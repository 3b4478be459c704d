//! Factory methods over storage.

use crate::error::{FactoryError, Result};
use crate::workflow::{DEPLOYMENTS, Deployment, DeploymentStatus, REGISTRY};
use gala_chain::{AccountId, Balance, CallContext, PromiseResult, Storage};

/// Sub-account id for `name` under `factory`
///
/// # Errors
///
/// [`FactoryError::InvalidName`] if `name` spans more than one segment or the
/// resulting id breaks account naming rules.
pub fn event_account(factory: &AccountId, name: &str) -> Result<AccountId> {
    if name.contains('.') {
        return Err(FactoryError::InvalidName {
            name: name.to_string(),
        });
    }
    factory
        .sub_account(name)
        .map_err(|_| FactoryError::InvalidName {
            name: name.to_string(),
        })
}

/// Accept a deployment request and record it as `Requested`
///
/// # Errors
///
/// [`FactoryError::InvalidName`], [`FactoryError::NameTaken`],
/// [`FactoryError::InsufficientDeposit`]
pub fn request_deployment<S: Storage + ?Sized>(
    storage: &mut S,
    ctx: &CallContext,
    name: &str,
    min_account_balance: Balance,
) -> Result<Deployment> {
    let account_id = event_account(&ctx.current_account_id, name)?;

    let key = name.to_string();
    let in_flight = DEPLOYMENTS
        .get(storage, &key)?
        .is_some_and(|existing| existing.status.is_in_flight());
    if in_flight || REGISTRY.contains(storage, &key)? {
        return Err(FactoryError::NameTaken { name: key });
    }

    if ctx.attached_deposit < min_account_balance {
        return Err(FactoryError::InsufficientDeposit {
            attached: ctx.attached_deposit,
            required: min_account_balance,
        });
    }

    let deployment = Deployment::requested(key, account_id, ctx.block_timestamp, ctx.attached_deposit);
    DEPLOYMENTS.insert(storage, &deployment.name, &deployment)?;
    Ok(deployment)
}

/// Mark the request for `name` as issued
///
/// # Errors
///
/// [`FactoryError::InvalidTransition`] unless the record is `Requested`.
pub fn start_deployment<S: Storage + ?Sized>(storage: &mut S, mut deployment: Deployment) -> Result<Deployment> {
    deployment.transition(DeploymentStatus::Deploying)?;
    DEPLOYMENTS.insert(storage, &deployment.name, &deployment)?;
    Ok(deployment)
}

/// Resolve the deployment for `name` from the first promise result
///
/// Returns the status the deployment ended in, or `None` while the result is
/// still pending.
///
/// # Errors
///
/// [`FactoryError::Unauthorized`] unless the factory is calling itself.
pub fn resolve_deployment<S: Storage + ?Sized>(
    storage: &mut S,
    ctx: &CallContext,
    name: &str,
) -> Result<Option<DeploymentStatus>> {
    if !ctx.is_self_call() {
        return Err(FactoryError::Unauthorized);
    }
    let account_id = event_account(&ctx.current_account_id, name)?;

    let outcome = match ctx.promise_results.first() {
        Some(PromiseResult::Successful(_)) => DeploymentStatus::Confirmed,
        Some(PromiseResult::Failed) => DeploymentStatus::Failed,
        Some(PromiseResult::Pending) | None => {
            tracing::info!("Event creation for [ {account_id} ] is pending");
            return Ok(None);
        },
    };

    let key = name.to_string();
    if let Some(mut deployment) = DEPLOYMENTS.get(storage, &key)? {
        deployment.transition(outcome)?;
        deployment.resolved_at = Some(ctx.block_timestamp);
        DEPLOYMENTS.insert(storage, &key, &deployment)?;
    }

    if outcome == DeploymentStatus::Confirmed {
        tracing::info!("Event creation for [ {account_id} ] succeeded");
        REGISTRY.insert(storage, &key)?;
    } else {
        tracing::error!("Event creation for [ {account_id} ] failed");
    }

    Ok(Some(outcome))
}

/// Registered event names
///
/// # Errors
///
/// [`FactoryError::Storage`] on corrupt entries.
pub fn get_event_names<S: Storage + ?Sized>(storage: &S) -> Result<Vec<String>> {
    Ok(REGISTRY.values(storage)?)
}

/// Latest deployment record for `name`
///
/// # Errors
///
/// [`FactoryError::Storage`] on a corrupt record.
pub fn get_deployment<S: Storage + ?Sized>(storage: &S, name: &str) -> Result<Option<Deployment>> {
    Ok(DEPLOYMENTS.get(storage, &name.to_string())?)
}

#[cfg(test)]
#[allow(clippy::unwrap_used)]
mod tests {
    use super::*;
    use gala_chain::constants::MIN_ACCOUNT_BALANCE;
    use gala_chain::{Timestamp, Trie};
    use proptest::prelude::*;

    fn factory() -> AccountId {
        AccountId::new("factory.testnet").unwrap()
    }

    fn request(caller: &str, deposit: Balance) -> CallContext {
        CallContext::new(factory(), AccountId::new(caller).unwrap(), Timestamp::from_nanos(1))
            .with_deposit(deposit)
    }

    fn callback(result: PromiseResult) -> CallContext {
        CallContext::new(factory(), factory(), Timestamp::from_nanos(2))
            .with_promise_results(vec![result])
    }

    fn deploying(trie: &mut Trie, name: &str) {
        let ctx = request("alice.testnet", MIN_ACCOUNT_BALANCE);
        let deployment = request_deployment(trie, &ctx, name, MIN_ACCOUNT_BALANCE).unwrap();
        start_deployment(trie, deployment).unwrap();
    }

    #[test]
    fn names_must_be_one_valid_segment() {
        for name in ["_", "", "a.b", "Party", "-party", "party-"] {
            assert_eq!(
                event_account(&factory(), name),
                Err(FactoryError::InvalidName {
                    name: name.to_string()
                }),
                "{name}"
            );
        }
        assert_eq!(
            event_account(&factory(), "space_party").unwrap().as_str(),
            "space_party.factory.testnet"
        );
    }

    #[test]
    fn request_checks_deposit_after_name() {
        let mut trie = Trie::new();
        let ctx = request("alice.testnet", Balance::from_near(1));

        assert!(matches!(
            request_deployment(&mut trie, &ctx, "_", MIN_ACCOUNT_BALANCE),
            Err(FactoryError::InvalidName { .. })
        ));
        assert!(matches!(
            request_deployment(&mut trie, &ctx, "party", MIN_ACCOUNT_BALANCE),
            Err(FactoryError::InsufficientDeposit { .. })
        ));
        assert!(trie.is_empty());
    }

    #[test]
    fn in_flight_name_is_taken() {
        let mut trie = Trie::new();
        deploying(&mut trie, "party");

        let ctx = request("bob.testnet", MIN_ACCOUNT_BALANCE);
        assert_eq!(
            request_deployment(&mut trie, &ctx, "party", MIN_ACCOUNT_BALANCE),
            Err(FactoryError::NameTaken {
                name: "party".to_string()
            })
        );
    }

    #[test]
    fn success_registers_name() {
        let mut trie = Trie::new();
        deploying(&mut trie, "party");

        let status =
            resolve_deployment(&mut trie, &callback(PromiseResult::Successful(vec![])), "party").unwrap();

        assert_eq!(status, Some(DeploymentStatus::Confirmed));
        assert_eq!(get_event_names(&trie).unwrap(), vec!["party".to_string()]);
        let deployment = get_deployment(&trie, "party").unwrap().unwrap();
        assert_eq!(deployment.status, DeploymentStatus::Confirmed);
        assert_eq!(deployment.requested_at, Timestamp::from_nanos(1));
        assert_eq!(deployment.resolved_at, Some(Timestamp::from_nanos(2)));

        let ctx = request("bob.testnet", MIN_ACCOUNT_BALANCE);
        assert!(matches!(
            request_deployment(&mut trie, &ctx, "party", MIN_ACCOUNT_BALANCE),
            Err(FactoryError::NameTaken { .. })
        ));
    }

    #[test]
    fn failure_leaves_registry_alone_and_frees_name() {
        let mut trie = Trie::new();
        deploying(&mut trie, "party");

        let status = resolve_deployment(&mut trie, &callback(PromiseResult::Failed), "party").unwrap();

        assert_eq!(status, Some(DeploymentStatus::Failed));
        assert!(get_event_names(&trie).unwrap().is_empty());
        assert_eq!(
            get_deployment(&trie, "party").unwrap().unwrap().resolved_at,
            Some(Timestamp::from_nanos(2))
        );

        let ctx = request("bob.testnet", MIN_ACCOUNT_BALANCE);
        let retry = request_deployment(&mut trie, &ctx, "party", MIN_ACCOUNT_BALANCE).unwrap();
        assert_eq!(retry.status, DeploymentStatus::Requested);
    }

    #[test]
    fn pending_result_changes_nothing() {
        let mut trie = Trie::new();
        deploying(&mut trie, "party");
        let before = trie.clone();

        let status = resolve_deployment(&mut trie, &callback(PromiseResult::Pending), "party").unwrap();

        assert_eq!(status, None);
        assert_eq!(trie, before);
    }

    #[test]
    fn callback_is_self_only() {
        let mut trie = Trie::new();
        deploying(&mut trie, "party");

        let forged = CallContext::new(factory(), AccountId::new("mallory.testnet").unwrap(), Timestamp::from_nanos(2))
            .with_promise_results(vec![PromiseResult::Successful(vec![])]);

        assert_eq!(
            resolve_deployment(&mut trie, &forged, "party"),
            Err(FactoryError::Unauthorized)
        );
        assert!(get_event_names(&trie).unwrap().is_empty());
    }

    proptest! {
        #[test]
        fn dotted_names_never_accepted(left in "[a-z]{1,8}", right in "[a-z]{1,8}") {
            let name = format!("{left}.{right}");
            let rejected = matches!(
                event_account(&factory(), &name),
                Err(FactoryError::InvalidName { .. })
            );
            prop_assert!(rejected);
        }
    }
}
//! Deployable event contract.
//!
//! Bridges the host's method-name-plus-JSON calling convention onto the
//! event [`Store`]. Change methods are reduced as [`EventAction::Invoke`];
//! view methods read the committed storage directly.

use crate::error::EventError;
use crate::operations;
use crate::reducer::{EventAction, EventCall, EventEnvironment, EventReducer, EventState};
use gala_chain::{
    AccountId, BoxFuture, CallContext, CallOutcome, Contract, ContractCode, ContractError,
    Deployment, Storage,
};
use gala_runtime::Store;
use serde::de::DeserializeOwned;
use serde::{Deserialize, Serialize};
use std::sync::Arc;
use std::time::Duration;

/// Read-only methods with their JSON arguments
#[derive(Clone, Debug, PartialEq, Eq, Serialize, Deserialize)]
#[serde(tag = "method", content = "args", rename_all = "snake_case")]
pub enum EventQuery {
    /// Full event view
    GetEvent {},
    /// Host account
    GetHost {},
    /// Cohost accounts
    GetCohosts {},
    /// Event details
    GetDetails {},
    /// Ticket price
    GetTicketPrice {},
    /// Ticket cap
    GetMaxTickets {},
    /// Tickets sold; hosts only
    GetTicketsSold {},
    /// Whether `attendee` may attend
    HasTicket {
        /// Account to check
        attendee: AccountId,
    },
}

impl EventQuery {
    /// Every view method name
    pub const METHODS: [&'static str; 8] = [
        "get_event",
        "get_host",
        "get_cohosts",
        "get_details",
        "get_ticket_price",
        "get_max_tickets",
        "get_tickets_sold",
        "has_ticket",
    ];

    /// Run the query and encode the answer
    fn answer<S: Storage + ?Sized>(
        &self,
        storage: &S,
        ctx: &CallContext,
    ) -> Result<Vec<u8>, ContractError> {
        match self {
            Self::GetEvent {} => encode(operations::get_event(storage, ctx)),
            Self::GetHost {} => encode(operations::get_host(storage, ctx)),
            Self::GetCohosts {} => encode(operations::get_cohosts(storage, ctx)),
            Self::GetDetails {} => encode(operations::get_details(storage, ctx)),
            Self::GetTicketPrice {} => encode(operations::get_ticket_price(storage, ctx)),
            Self::GetMaxTickets {} => encode(operations::get_max_tickets(storage, ctx)),
            Self::GetTicketsSold {} => encode(operations::get_tickets_sold(storage, ctx)),
            Self::HasTicket { attendee } => encode(operations::has_ticket(storage, attendee)),
        }
    }
}

fn encode<T: Serialize>(result: Result<T, EventError>) -> Result<Vec<u8>, ContractError> {
    let value = result.map_err(rejected)?;
    serde_json::to_vec(&value).map_err(|e| ContractError::Execution(e.to_string()))
}

fn rejected(error: EventError) -> ContractError {
    ContractError::Execution(error.to_string())
}

/// Decode `args` as the arguments of `method`
///
/// Empty input is treated as `{}` so argument-less methods can be called
/// without a body.
fn parse<T: DeserializeOwned>(method: &str, args: &[u8]) -> Result<T, ContractError> {
    let args: serde_json::Value = if args.is_empty() {
        serde_json::Value::Object(serde_json::Map::new())
    } else {
        serde_json::from_slice(args).map_err(|e| ContractError::invalid_arguments(method, e))?
    };

    serde_json::from_value(serde_json::json!({ "method": method, "args": args }))
        .map_err(|e| ContractError::invalid_arguments(method, e))
}

// ============================================================================
// Contract
// ============================================================================

type EventStore = Store<EventState, EventAction, EventEnvironment, EventReducer>;

/// A deployed event
pub struct EventContract {
    account_id: AccountId,
    store: EventStore,
}

impl EventContract {
    /// Uninitialized event at `deployment.account_id`
    #[must_use]
    pub fn new(deployment: Deployment) -> Self {
        let environment = EventEnvironment::new(deployment.host, deployment.config);
        Self {
            account_id: deployment.account_id,
            store: Store::new(EventState::new(), EventReducer::new(), environment),
        }
    }

    /// Account the event is deployed to
    #[must_use]
    pub const fn account_id(&self) -> &AccountId {
        &self.account_id
    }

    async fn invoke(&self, context: CallContext, call: EventCall) -> Result<CallOutcome, ContractError> {
        let (mut handle, error) = self
            .store
            .send_and_inspect(EventAction::Invoke { context, call }, |state| {
                state.last_error.clone()
            })
            .await
            .map_err(|e| ContractError::Unavailable(e.to_string()))?;

        if let Some(error) = error {
            return Err(rejected(error));
        }

        Ok(CallOutcome::unit().with_settlement(Box::pin(async move { handle.wait().await })))
    }

    async fn query(&self, context: CallContext, query: EventQuery) -> Result<Vec<u8>, ContractError> {
        self.store
            .state(|state| query.answer(&state.storage, &context))
            .await
    }
}

impl std::fmt::Debug for EventContract {
    fn fmt(&self, f: &mut std::fmt::Formatter<'_>) -> std::fmt::Result {
        f.debug_struct("EventContract")
            .field("account_id", &self.account_id)
            .finish_non_exhaustive()
    }
}

impl Contract for EventContract {
    fn call<'a>(
        &'a self,
        context: CallContext,
        method: &'a str,
        args: &'a [u8],
    ) -> BoxFuture<'a, Result<CallOutcome, ContractError>> {
        Box::pin(async move {
            if EventQuery::METHODS.contains(&method) {
                let query = parse(method, args)?;
                let return_value = self.query(context, query).await?;
                return Ok(CallOutcome {
                    return_value,
                    settled: None,
                });
            }

            if !EventCall::METHODS.contains(&method) {
                return Err(ContractError::MethodNotFound(method.to_string()));
            }

            let call = parse(method, args)?;
            self.invoke(context, call).await
        })
    }

    fn view<'a>(
        &'a self,
        context: CallContext,
        method: &'a str,
        args: &'a [u8],
    ) -> BoxFuture<'a, Result<Vec<u8>, ContractError>> {
        Box::pin(async move {
            if !EventQuery::METHODS.contains(&method) {
                return Err(ContractError::MethodNotFound(method.to_string()));
            }

            let query = parse(method, args)?;
            self.query(context, query).await
        })
    }

    fn shutdown(&self, timeout: Duration) -> BoxFuture<'_, Result<(), ContractError>> {
        Box::pin(async move {
            tracing::info!(event = %self.account_id, "Shutting down event contract");
            self.store
                .shutdown(timeout)
                .await
                .map_err(|e| ContractError::Unavailable(e.to_string()))
        })
    }
}

/// Code for [`EventContract`], deployable by the factory
#[derive(Clone, Copy, Debug, Default)]
pub struct EventCode;

impl ContractCode for EventCode {
    fn name(&self) -> &str {
        "event"
    }

    fn instantiate(&self, deployment: Deployment) -> Arc<dyn Contract> {
        tracing::debug!(account = %deployment.account_id, "Instantiating event contract");
        Arc::new(EventContract::new(deployment))
    }
}

#[cfg(test)]
#[allow(clippy::unwrap_used)]
mod tests {
    use super::*;
    use crate::details::EventDetails;
    use gala_chain::constants::MIN_ACCOUNT_BALANCE;
    use gala_chain::{ChainConfig, Timestamp};
    use gala_testing::RecordingHost;
    use serde_json::json;

    fn account(id: &str) -> AccountId {
        AccountId::new(id).unwrap()
    }

    fn now() -> Timestamp {
        Timestamp::from_datetime(gala_testing::test_epoch())
    }

    fn contract() -> Arc<dyn Contract> {
        EventCode.instantiate(Deployment {
            account_id: account("party.factory"),
            host: Arc::new(RecordingHost::new()),
            config: ChainConfig::default(),
        })
    }

    fn ctx(caller: &str) -> CallContext {
        CallContext::new(account("party.factory"), account(caller), now())
    }

    fn args(value: &serde_json::Value) -> Vec<u8> {
        serde_json::to_vec(value).unwrap()
    }

    async fn initialized() -> Arc<dyn Contract> {
        let contract = contract();
        let details = EventDetails::new(
            now().saturating_add(Duration::from_secs(3600)),
            "space",
            "space party",
            "dance",
        );
        contract
            .call(
                ctx("alice").with_deposit(MIN_ACCOUNT_BALANCE),
                "initialize",
                &args(&json!({ "details": details })),
            )
            .await
            .unwrap();
        contract
    }

    #[tokio::test]
    async fn unknown_method() {
        let err = contract().call(ctx("alice"), "go_private", b"{}").await.unwrap_err();
        assert_eq!(err, ContractError::MethodNotFound("go_private".to_string()));

        let err = contract().view(ctx("alice"), "go_public", b"{}").await.unwrap_err();
        assert_eq!(err, ContractError::MethodNotFound("go_public".to_string()));
    }

    #[tokio::test]
    async fn malformed_arguments() {
        let contract = initialized().await;

        let err = contract
            .call(ctx("alice"), "add_cohost", &args(&json!({ "cohost": "A" })))
            .await
            .unwrap_err();
        assert!(matches!(err, ContractError::InvalidArguments { .. }));

        let err = contract.call(ctx("alice"), "set_max_tickets", b"not json").await.unwrap_err();
        assert!(matches!(err, ContractError::InvalidArguments { .. }));
    }

    #[tokio::test]
    async fn rejection_carries_domain_message() {
        let err = contract().call(ctx("alice"), "go_public", b"").await.unwrap_err();
        assert_eq!(
            err,
            ContractError::Execution("Contract must be initialized first".to_string())
        );
    }

    #[tokio::test]
    async fn views_read_committed_state() {
        let contract = initialized().await;

        let host: AccountId =
            serde_json::from_slice(&contract.view(ctx("alice"), "get_host", b"").await.unwrap()).unwrap();
        assert_eq!(host, account("alice"));

        let err = contract.view(ctx("mallory"), "get_host", b"").await.unwrap_err();
        assert_eq!(
            err,
            ContractError::Execution("Only one of the hosts can perform this action".to_string())
        );
    }

    #[tokio::test]
    async fn view_method_sent_as_call_is_read_only() {
        let contract = initialized().await;

        let outcome = contract
            .call(ctx("alice"), "has_ticket", &args(&json!({ "attendee": "alice" })))
            .await
            .unwrap();

        assert!(outcome.settled.is_none());
        assert!(outcome.decode::<bool>().unwrap());
    }

    #[tokio::test]
    async fn change_returns_null() {
        let contract = initialized().await;
        let mut outcome = contract
            .call(ctx("alice"), "set_max_tickets", &args(&json!({ "num": 10 })))
            .await
            .unwrap();

        assert_eq!(outcome.return_value, b"null");
        outcome.settled.take().unwrap().await;

        let max: u32 = serde_json::from_slice(
            &contract.view(ctx("alice"), "get_max_tickets", b"").await.unwrap(),
        )
        .unwrap();
        assert_eq!(max, 10);
    }

    #[tokio::test]
    async fn shutdown_stops_change_calls_but_keeps_views() {
        let contract = initialized().await;

        contract.shutdown(Duration::from_secs(1)).await.unwrap();

        let err = contract
            .call(ctx("alice"), "set_max_tickets", &args(&json!({ "num": 10 })))
            .await
            .unwrap_err();
        assert_eq!(
            err,
            ContractError::Unavailable("Store is shutting down".to_string())
        );

        let max: u32 = serde_json::from_slice(
            &contract.view(ctx("alice"), "get_max_tickets", b"").await.unwrap(),
        )
        .unwrap();
        assert_eq!(max, 0);
    }
}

────────────────

## Work to complete
Check each line of the preceding material for the word "impl", then state how many lines contain it, with no other text.

## Response to the task
5